Watched: 07/24/2025
Format: Drafthouse
Viewing: First
Director: Joseph Kosinski
Growing up in the US, racing has been mostly NASCAR, and I just never got into stock car racing. But Austin is, for vaguely shady reasons, home to an F1 track, and we all went from finding it weird to being kind of proud of it. It's not Monaco or anything, but it's a feature few other cities have. And, anyway, I started watching some videos about F1, and it is really neat. But I'm only aware enough of autosports to know that they are infinitely complex and I don't know how any of it works. But rocket cars go super fast and that is cool.
Something about the trailer for F1: The Movie (2025) had me sold. But I thought I'd probably see it at home on HBO eventually. However, SimonUK had seen it, liked it, and recommended I check it out, so we went together.
And, yeah, I dug it. Quite a bit, if I'm being honest. If I came to watch F1 cars zip around, it does that a lot.
After the movie was over, SimonUK stated "it's basically Top Gun: Maverick in cars, but... it works" and that is very correct. This movie is directed and written by the director of Top Gun: Maverick, Joseph Kosinski, so do your own math.
The story of F1: The Movie is very simple, but flourished with wildly complicated F1 details that I will go to my grave wondering if they're bullshit or not. Brad Pitt plays a guy who is a freelance driver for races, and you learn that back in the mullet-y 1990's, Pitt's character was briefly an F1 driver who had a terrible crash. His old pal from those days, Javier Bardem, shows up - now the owner of an F1 racing team - and asks Pitt to help him finish what has been a disastrous season so far.
There's a young, cocky driver with natural talent (Damson Idris) and a doting mother (Sarah Niles!) and a curiously foxy lead designer (Kerry Condon), and races, races, races.
How is the racing? It is really why you're here, even though the movie goes through the motions of having a story and characters more than it needs to- and those stories do work. In my opinion, the racing is awesome. Cameras are placed all over, so the rush of the cars feels absolutely visceral - and the action tends to last just the right amount of time where you have a bit of a mini-narrative to each race that pushes the overall story forward. The danger inherent in F1 feels very real. And while I am sure CGI is used extensively, you'd never know because it's not like the cars are changing into robots or shooting lasers, and things cut together seamlessly.
The movie contains a lot of F1 strategy I do not quite get but the movie tries very hard to make clear, and at least explains what happened as a result of Pitt's maneuvering. And there's a business move in the last third that completely lost me, but we got the basic gist of it. I don't know shit about tires or foils or floors or whatever the hell. But if you have a high schooler's basic grasp of street cars and tires, thermodynamics and fluid mechanics, you can probably follow along. Now, actual racing strategy and the rules both real and unspoken, I barely know. And that's fine - you'll get by.
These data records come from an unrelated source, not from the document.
pub mod blog;
pub mod blog_editor;
pub mod dashboard;
pub mod login;
pub mod project_editor;
pub mod projects;
use crate::{
    api::{use_store, Post, Repository},
    state::{
        list::{self, ListState},
        toast::{use_toasts, Toasts},
    },
};
use chrono::{DateTime, Utc};
use leptos::*;

#[derive(Clone, Copy)]
pub struct BlogViewModel {
    pub list: RwSignal<ListState<Post>>,
    pub toasts: Toasts,
    pub repo: StoredValue<Repository<Post>>,
    pub pending_delete: RwSignal<Option<String>>,
    pub confirm_bulk_delete: RwSignal<bool>,
}

impl BlogViewModel {
    pub fn new() -> Self {
        Self {
            list: create_rw_signal(ListState::default()),
            toasts: use_toasts(),
            repo: store_value(Repository::new(use_store())),
            pending_delete: create_rw_signal(None),
            confirm_bulk_delete: create_rw_signal(false),
        }
    }

    pub fn reload(&self) {
        let vm = *self;
        let repo = vm.repo.get_value();
        spawn_local(async move {
            list::refresh(&repo, vm.list, vm.toasts).await;
        });
    }

    pub fn delete_confirmed(&self) {
        let vm = *self;
        let Some(id) = vm.pending_delete.get_untracked() else {
            return;
        };
        vm.pending_delete.set(None);
        let repo = vm.repo.get_value();
        spawn_local(async move {
            list::delete_one(&repo, vm.list, vm.toasts, id).await;
        });
    }

    pub fn bulk_delete_confirmed(&self) {
        let vm = *self;
        vm.confirm_bulk_delete.set(false);
        let repo = vm.repo.get_value();
        spawn_local(async move {
            list::delete_selected(&repo, vm.list, vm.toasts).await;
        });
    }
}

pub fn use_blog_view_model() -> BlogViewModel {
    BlogViewModel::new()
}

pub fn status_label(published: bool) -> &'static str {
    if published {
        "Published"
    } else {
        "Draft"
    }
}

/// Creation date as shown in the list, e.g. `Mar 4, 2025`.
pub fn format_created(created_at: Option<DateTime<Utc>>) -> String {
    created_at
        .map(|at| at.format("%b %-d, %Y").to_string())
        .unwrap_or_else(|| "—".to_string())
}
use leptos::*;

#[derive(Clone, Copy, Debug, PartialEq, Eq, Default)]
pub enum ButtonVariant {
    #[default]
    Primary,
    Secondary,
    Danger,
}

impl ButtonVariant {
    pub fn classes(&self) -> &'static str {
        match self {
            ButtonVariant::Primary => "bg-action-primary-bg hover:bg-action-primary-bg-hover text-action-primary-text shadow-sm",
            ButtonVariant::Secondary => "bg-surface-muted hover:bg-surface-elevated text-fg border border-border",
            ButtonVariant::Danger => "bg-action-danger-bg hover:bg-action-danger-bg-hover text-action-danger-text shadow-sm",
        }
    }
}

#[component]
pub fn Button(
    #[prop(optional)] variant: ButtonVariant,
    #[prop(optional, into)] class: String,
    #[prop(optional, into)] disabled: MaybeSignal<bool>,
    #[prop(optional, into)] loading: MaybeSignal<bool>,
    #[prop(attrs)] attributes: Vec<(&'static str, Attribute)>,
    children: Children,
) -> impl IntoView {
    view! {
        <button
            class=format!(
                "inline-flex items-center justify-center rounded-md px-4 py-2 text-sm font-semibold transition-colors duration-200 disabled:opacity-50 disabled:cursor-not-allowed {} {}",
                variant.classes(),
                class
            )
            disabled=move || disabled.get() || loading.get()
            {..attributes}
        >
            <Show when=move || loading.get()>
                <span class="mr-2 h-4 w-4 animate-spin rounded-full border-2 border-current border-t-transparent"></span>
            </Show>
            {children()}
        </button>
    }
}

#[cfg(test)]
mod tests {
    use super::*;

    #[test]
    fn variants_use_distinct_palettes() {
        assert!(ButtonVariant::Primary.classes().contains("bg-action-primary-bg"));
        assert!(ButtonVariant::Danger.classes().contains("bg-action-danger-bg"));
        assert_ne!(
            ButtonVariant::Secondary.classes(),
            ButtonVariant::Primary.classes()
        );
    }
}
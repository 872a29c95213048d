use crate::{api::Project, components::forms::SearchInput, state::list::ListState};
use leptos::*;
use web_sys::HtmlInputElement;

#[component]
pub fn ProjectToolbar(
    list: RwSignal<ListState<Project>>,
    importing: Signal<bool>,
    on_import: Callback<HtmlInputElement>,
    on_bulk_delete: Callback<()>,
) -> impl IntoView {
    let selected_count = create_memo(move |_| list.with(|state| state.selected.len()));
    view! {
        <div class="mb-4 flex flex-wrap items-center justify-between gap-3">
            <SearchInput
                value=Signal::derive(move || list.with(|state| state.query.clone()))
                on_input=Callback::new(move |query: String| list.update(|state| state.query = query))
                placeholder="Search projects..."
            />
            <div class="flex items-center gap-2">
                <Show when=move || { selected_count.get() > 0 }>
                    <button
                        type="button"
                        class="inline-flex items-center rounded-md px-4 py-2 text-sm font-semibold bg-action-danger-bg text-action-danger-text hover:bg-action-danger-bg-hover"
                        on:click=move |_| on_bulk_delete.call(())
                    >
                        <i class="fas fa-trash mr-2"></i>
                        {move || format!("Delete ({})", selected_count.get())}
                    </button>
                </Show>
                <label class="inline-flex cursor-pointer items-center rounded-md px-4 py-2 text-sm font-semibold bg-surface-muted text-fg border border-border hover:bg-surface-elevated">
                    <i class="fas fa-file-import mr-2"></i>
                    {move || if importing.get() { "Importing..." } else { "Import CSV/JSON" }}
                    <input
                        type="file"
                        accept=".csv,.json"
                        class="hidden"
                        disabled=move || importing.get()
                        on:change=move |ev| on_import.call(event_target::<HtmlInputElement>(&ev))
                    />
                </label>
                <a
                    href="/admin/projects/new"
                    class="inline-flex items-center rounded-md px-4 py-2 text-sm font-semibold bg-action-primary-bg text-action-primary-text hover:bg-action-primary-bg-hover"
                >
                    <i class="fas fa-plus mr-2"></i>
                    "New Project"
                </a>
            </div>
        </div>
    }
}
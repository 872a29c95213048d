use async_trait::async_trait;
use serde_json::Value;

use super::{
    error::StoreError,
    session::{Session, SessionListener, Subscription},
    store::{Collection, ContentStore, Filter, Query},
};

/// Stand-in used when the backend URL or key is missing. Reads of the session
/// come back empty and every other call reports [`StoreError::NotConfigured`].
#[derive(Debug, Clone, Copy, Default)]
pub struct UnconfiguredStore;

impl UnconfiguredStore {
    pub fn new() -> Self {
        Self
    }
}

#[async_trait(?Send)]
impl ContentStore for UnconfiguredStore {
    async fn get_session(&self) -> Option<Session> {
        None
    }

    fn on_session_change(&self, _listener: SessionListener) -> Subscription {
        Subscription::inert()
    }

    async fn sign_in_with_password(
        &self,
        _email: &str,
        _password: &str,
    ) -> Result<Session, StoreError> {
        Err(StoreError::Auth(
            "Supabase not configured. Check console.".into(),
        ))
    }

    async fn sign_out(&self) -> Result<(), StoreError> {
        Ok(())
    }

    async fn select(&self, _query: &Query) -> Result<Vec<Value>, StoreError> {
        Err(StoreError::NotConfigured)
    }

    async fn select_single(&self, _query: &Query) -> Result<Value, StoreError> {
        Err(StoreError::NotConfigured)
    }

    async fn count(&self, _query: &Query) -> Result<usize, StoreError> {
        Err(StoreError::NotConfigured)
    }

    async fn insert(&self, _collection: Collection, _records: Vec<Value>) -> Result<(), StoreError> {
        Err(StoreError::NotConfigured)
    }

    async fn update(
        &self,
        _collection: Collection,
        _patch: Value,
        _filter: Filter,
    ) -> Result<(), StoreError> {
        Err(StoreError::NotConfigured)
    }

    async fn delete(&self, _collection: Collection, _filter: Filter) -> Result<(), StoreError> {
        Err(StoreError::NotConfigured)
    }
}
use super::{
    components::{BlogToolbar, PostList},
    view_model::use_blog_view_model,
};
use crate::components::{
    confirm_dialog::ConfirmDialog,
    empty_state::EmptyState,
    layout::{LoadingSpinner, PageHeader},
};
use leptos::*;

#[component]
pub fn BlogPage() -> impl IntoView {
    let vm = use_blog_view_model();
    create_effect(move |_| vm.reload());

    let list = vm.list;
    let is_loading = create_memo(move |_| list.with(|state| state.loading));
    let is_empty = create_memo(move |_| list.with(|state| state.records.is_empty()));
    let selected_count = create_memo(move |_| list.with(|state| state.selected.len()));
    let on_delete = Callback::new(move |id: String| vm.pending_delete.set(Some(id)));

    view! {
        <div>
            <PageHeader title="Blog Posts" />
            <BlogToolbar list=list on_bulk_delete=Callback::new(move |_| vm.confirm_bulk_delete.set(true)) />
            {move || {
                if is_loading.get() {
                    view! { <LoadingSpinner /> }.into_view()
                } else if is_empty.get() {
                    view! {
                        <EmptyState
                            title="No blog posts found."
                            action_href="/admin/blog/new"
                            action_label="Write your first post"
                        />
                    }
                    .into_view()
                } else {
                    view! { <PostList list=list on_delete=on_delete /> }.into_view()
                }
            }}
            <ConfirmDialog
                is_open=Signal::derive(move || vm.pending_delete.with(Option::is_some))
                title="Delete post?"
                message="Are you sure you want to delete this post?"
                on_confirm=Callback::new(move |_| vm.delete_confirmed())
                on_cancel=Callback::new(move |_| vm.pending_delete.set(None))
                destructive=true
            />
            <ConfirmDialog
                is_open=vm.confirm_bulk_delete.into()
                title="Delete selected posts?"
                message=Signal::derive(move || {
                    format!("{} posts will be permanently deleted.", selected_count.get())
                })
                on_confirm=Callback::new(move |_| vm.bulk_delete_confirmed())
                on_cancel=Callback::new(move |_| vm.confirm_bulk_delete.set(false))
                destructive=true
            />
        </div>
    }
}
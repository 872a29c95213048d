use async_trait::async_trait;
use chrono::{Duration, Utc};
use serde_json::{Map, Value};
use std::{cell::RefCell, collections::HashMap, rc::Rc};

use super::{
    error::StoreError,
    session::{AuthEvent, Session, SessionEvents, SessionListener, SessionUser, Subscription},
    store::{Collection, ContentStore, Filter, Query, StoreHandle},
};

#[derive(Debug, Clone, PartialEq, Eq)]
pub enum StoreCall {
    GetSession,
    SignIn { email: String },
    SignOut,
    Select(Query),
    SelectSingle(Query),
    Count(Query),
    Insert { collection: Collection, rows: usize },
    Update { collection: Collection, filter: Filter },
    Delete { collection: Collection, filter: Filter },
}

#[derive(Debug, Clone, Copy, PartialEq, Eq, Hash)]
pub enum Op {
    SignOut,
    Select,
    SelectSingle,
    Count,
    Insert,
    Update,
    Delete,
}

#[derive(Default)]
struct Inner {
    rows: HashMap<Collection, Vec<Value>>,
    calls: Vec<StoreCall>,
    failures: HashMap<Op, StoreError>,
    session: Option<Session>,
    credentials: Option<(String, String)>,
    next_id: u64,
}

/// In-memory [`ContentStore`] that records every call and can be told to fail.
#[derive(Clone, Default)]
pub struct MemoryStore {
    inner: Rc<RefCell<Inner>>,
    events: SessionEvents,
}

pub fn test_session() -> Session {
    Session {
        access_token: "access-token".into(),
        refresh_token: Some("refresh-token".into()),
        expires_at: Utc::now() + Duration::hours(1),
        user: SessionUser {
            id: "admin-1".into(),
            email: Some("admin@example.com".into()),
        },
    }
}

impl MemoryStore {
    pub fn new() -> Self {
        Self::default()
    }

    pub fn handle(&self) -> StoreHandle {
        StoreHandle::new(self.clone())
    }

    pub fn seed(&self, collection: Collection, rows: Vec<Value>) {
        self.inner
            .borrow_mut()
            .rows
            .entry(collection)
            .or_default()
            .extend(rows);
    }

    pub fn rows(&self, collection: Collection) -> Vec<Value> {
        self.inner
            .borrow()
            .rows
            .get(&collection)
            .cloned()
            .unwrap_or_default()
    }

    pub fn calls(&self) -> Vec<StoreCall> {
        self.inner.borrow().calls.clone()
    }

    /// Calls that would have reached the network for data (not auth).
    pub fn write_calls(&self) -> Vec<StoreCall> {
        self.calls()
            .into_iter()
            .filter(|call| {
                matches!(
                    call,
                    StoreCall::Insert { .. } | StoreCall::Update { .. } | StoreCall::Delete { .. }
                )
            })
            .collect()
    }

    pub fn fail_on(&self, op: Op, error: StoreError) {
        self.inner.borrow_mut().failures.insert(op, error);
    }

    pub fn with_session(self, session: Session) -> Self {
        self.inner.borrow_mut().session = Some(session);
        self
    }

    pub fn with_credentials(self, email: &str, password: &str) -> Self {
        self.inner.borrow_mut().credentials = Some((email.into(), password.into()));
        self
    }

    pub fn listener_count(&self) -> usize {
        self.events.listener_count()
    }

    /// Simulates a provider-pushed change (expiry, sign-out in another tab, ...).
    pub fn push_change(&self, event: AuthEvent, session: Option<Session>) {
        self.inner.borrow_mut().session = session.clone();
        self.events.emit(event, session.as_ref());
    }

    fn record(&self, call: StoreCall) {
        self.inner.borrow_mut().calls.push(call);
    }

    fn failure(&self, op: Op) -> Result<(), StoreError> {
        match self.inner.borrow().failures.get(&op) {
            Some(error) => Err(error.clone()),
            None => Ok(()),
        }
    }

    fn matching(&self, query: &Query) -> Vec<Value> {
        let inner = self.inner.borrow();
        let mut rows: Vec<Value> = inner
            .rows
            .get(&query.collection)
            .map(|rows| {
                rows.iter()
                    .filter(|row| query.filters.iter().all(|filter| matches(row, filter)))
                    .cloned()
                    .collect()
            })
            .unwrap_or_default();
        if let Some(order) = &query.order {
            rows.sort_by(|a, b| cell(a, &order.field).cmp(&cell(b, &order.field)));
            if !order.ascending {
                rows.reverse();
            }
        }
        rows
    }
}

fn cell(row: &Value, field: &str) -> String {
    match row.get(field) {
        None | Some(Value::Null) => String::new(),
        Some(Value::String(text)) => text.clone(),
        Some(other) => other.to_string(),
    }
}

fn matches(row: &Value, filter: &Filter) -> bool {
    match filter {
        Filter::Eq { field, value } => cell(row, field) == *value,
        Filter::In { field, values } => values.contains(&cell(row, field)),
    }
}

#[async_trait(?Send)]
impl ContentStore for MemoryStore {
    async fn get_session(&self) -> Option<Session> {
        self.record(StoreCall::GetSession);
        self.inner.borrow().session.clone()
    }

    fn on_session_change(&self, listener: SessionListener) -> Subscription {
        self.events.subscribe(listener)
    }

    async fn sign_in_with_password(
        &self,
        email: &str,
        password: &str,
    ) -> Result<Session, StoreError> {
        self.record(StoreCall::SignIn {
            email: email.to_string(),
        });
        let accepted = self
            .inner
            .borrow()
            .credentials
            .as_ref()
            .map(|(e, p)| e == email && p == password)
            .unwrap_or(false);
        if !accepted {
            return Err(StoreError::Auth("Invalid login credentials".into()));
        }
        let session = test_session();
        self.push_change(AuthEvent::SignedIn, Some(session.clone()));
        Ok(session)
    }

    async fn sign_out(&self) -> Result<(), StoreError> {
        self.record(StoreCall::SignOut);
        self.push_change(AuthEvent::SignedOut, None);
        self.failure(Op::SignOut)
    }

    async fn select(&self, query: &Query) -> Result<Vec<Value>, StoreError> {
        self.record(StoreCall::Select(query.clone()));
        self.failure(Op::Select)?;
        Ok(self.matching(query))
    }

    async fn select_single(&self, query: &Query) -> Result<Value, StoreError> {
        self.record(StoreCall::SelectSingle(query.clone()));
        self.failure(Op::SelectSingle)?;
        let mut rows = self.matching(query);
        if rows.len() == 1 {
            Ok(rows.remove(0))
        } else {
            Err(StoreError::NotFound)
        }
    }

    async fn count(&self, query: &Query) -> Result<usize, StoreError> {
        self.record(StoreCall::Count(query.clone()));
        self.failure(Op::Count)?;
        Ok(self.matching(query).len())
    }

    async fn insert(&self, collection: Collection, records: Vec<Value>) -> Result<(), StoreError> {
        self.record(StoreCall::Insert {
            collection,
            rows: records.len(),
        });
        self.failure(Op::Insert)?;
        let mut inner = self.inner.borrow_mut();
        let mut stored = Vec::with_capacity(records.len());
        for record in records {
            inner.next_id += 1;
            let mut row = match record {
                Value::Object(map) => map,
                _ => Map::new(),
            };
            row.entry("id")
                .or_insert_with(|| Value::String(format!("mem-{}", inner.next_id)));
            row.entry("created_at")
                .or_insert_with(|| Value::String(Utc::now().to_rfc3339()));
            stored.push(Value::Object(row));
        }
        inner.rows.entry(collection).or_default().extend(stored);
        Ok(())
    }

    async fn update(
        &self,
        collection: Collection,
        patch: Value,
        filter: Filter,
    ) -> Result<(), StoreError> {
        self.record(StoreCall::Update {
            collection,
            filter: filter.clone(),
        });
        self.failure(Op::Update)?;
        let mut inner = self.inner.borrow_mut();
        if let (Some(rows), Value::Object(patch)) = (inner.rows.get_mut(&collection), patch) {
            for row in rows.iter_mut().filter(|row| matches(row, &filter)) {
                if let Value::Object(fields) = row {
                    for (key, value) in &patch {
                        fields.insert(key.clone(), value.clone());
                    }
                }
            }
        }
        Ok(())
    }

    async fn delete(&self, collection: Collection, filter: Filter) -> Result<(), StoreError> {
        self.record(StoreCall::Delete {
            collection,
            filter: filter.clone(),
        });
        self.failure(Op::Delete)?;
        if let Some(rows) = self.inner.borrow_mut().rows.get_mut(&collection) {
            rows.retain(|row| !matches(row, &filter));
        }
        Ok(())
    }
}
pub fn validate_credentials(email: &str, password: &str) -> Result<(), String> {
    let email = email.trim();
    if email.is_empty() {
        return Err("Please enter your email".into());
    }
    if !email.contains('@') {
        return Err("Please enter a valid email address".into());
    }
    if password.is_empty() {
        return Err("Please enter your password".into());
    }
    Ok(())
}
use web_sys::{File, HtmlInputElement};

/// First file picked in a file input, if any.
pub fn selected_file(input: &HtmlInputElement) -> Option<File> {
    input.files()?.get(0)
}

/// Clears a file input so the same file can be picked again.
pub fn reset_input(input: &HtmlInputElement) {
    input.set_value("");
}

pub async fn read_text(file: &File) -> Result<String, String> {
    let text = wasm_bindgen_futures::JsFuture::from(file.text())
        .await
        .map_err(|err| format!("{:?}", err))?;
    text.as_string()
        .ok_or_else(|| format!("{} is not a text file", file.name()))
}
pub mod panel;
pub mod utils;
pub mod view_model;

use leptos::*;
use leptos_router::{use_navigate, use_params_map};

pub use panel::ProjectEditorPanel;

pub const PROJECTS_PATH: &str = "/admin/projects";

/// Route view for `/admin/projects/new` and `/admin/projects/:id`.
#[component]
pub fn ProjectEditorPage() -> impl IntoView {
    let id = use_params_map().with_untracked(|params| params.get("id").cloned());
    let navigate = use_navigate();
    let back = Callback::new(move |_| navigate(PROJECTS_PATH, Default::default()));
    view! { <ProjectEditorPanel id=id on_done=back /> }
}
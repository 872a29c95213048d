fn main() {
    #[cfg(target_arch = "wasm32")]
    agency_admin::start();

    #[cfg(not(target_arch = "wasm32"))]
    eprintln!("agency-admin runs in the browser: build for wasm32 and serve the bundle");
}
At the end of the day, this is a movie about a guy who is chasing a certain kind of high he can only get behind the wheel, and he'll do anything to maximize that feeling. And it may have taken til now and the cameras and placement we can do to really get in that headspace as an audience, and not just be told the hero is feeling that high. There's much to be said for the photography here and the evolution in technology and technique that can put us behind the wheel of one of these cars.
Because the movie is about the very international sport of F1, the film is at $470 million right now, globally, and with not a superhero in sight. So it's nice to know movies like this can do really well - in a summer where movies seem to be a thing people do again.
The movie falls squarely in the "the seasoned pro is actually right about things" mode that movies only get to do if they're being sold to people over 40, and I am pretty sure *everyone* in the theater with us was over 40 except one kid there with their parents. But it was opening night for Fantastic Four and Superman is still out, so... This will irk some who believe all movies must be about how the youth will lead the way - but, I am so sorry The Youths, sometimes experience actually does matter. And people with experience instead of on the learning curve are *interesting*.
There's absolutely a sort of gunfighter mentality to the whole thing - of the old veteran who has stayed out in the wilds too long and can't come back in to normal society to the narrative. And mostly if you're that kind of guy and over 40 in real life, you're a walking caution flag. And the movie kind of embraces that notion. Pitt is nice enough, but I am not sure I'd let him babysit my dog.
I have quibbles, but I felt like if you're going to make this movie, this is a good one.
I guess my one question at the end of the film was why they didn't keep going with the young woman in the pit crew, because it felt like she had a story and it just got dropped.
On a side note - I kinda think Pitt is in the same place Robert Redford was in the late 1990's or 00's as a film star. People remember him from his heyday. He can act and still pull in a crowd. He lacks Redford's gravitas and social record, so it's different, but I will be curious what he keeps doing as he moves into a period where he can't claim a 40-something woman is an age appropriate love interest.
I will say, watching a Jerry Bruckheimer movie shortly after watching this YouTube was kind of weird, because F1: The Movie is absolutely the evolution of the old formula.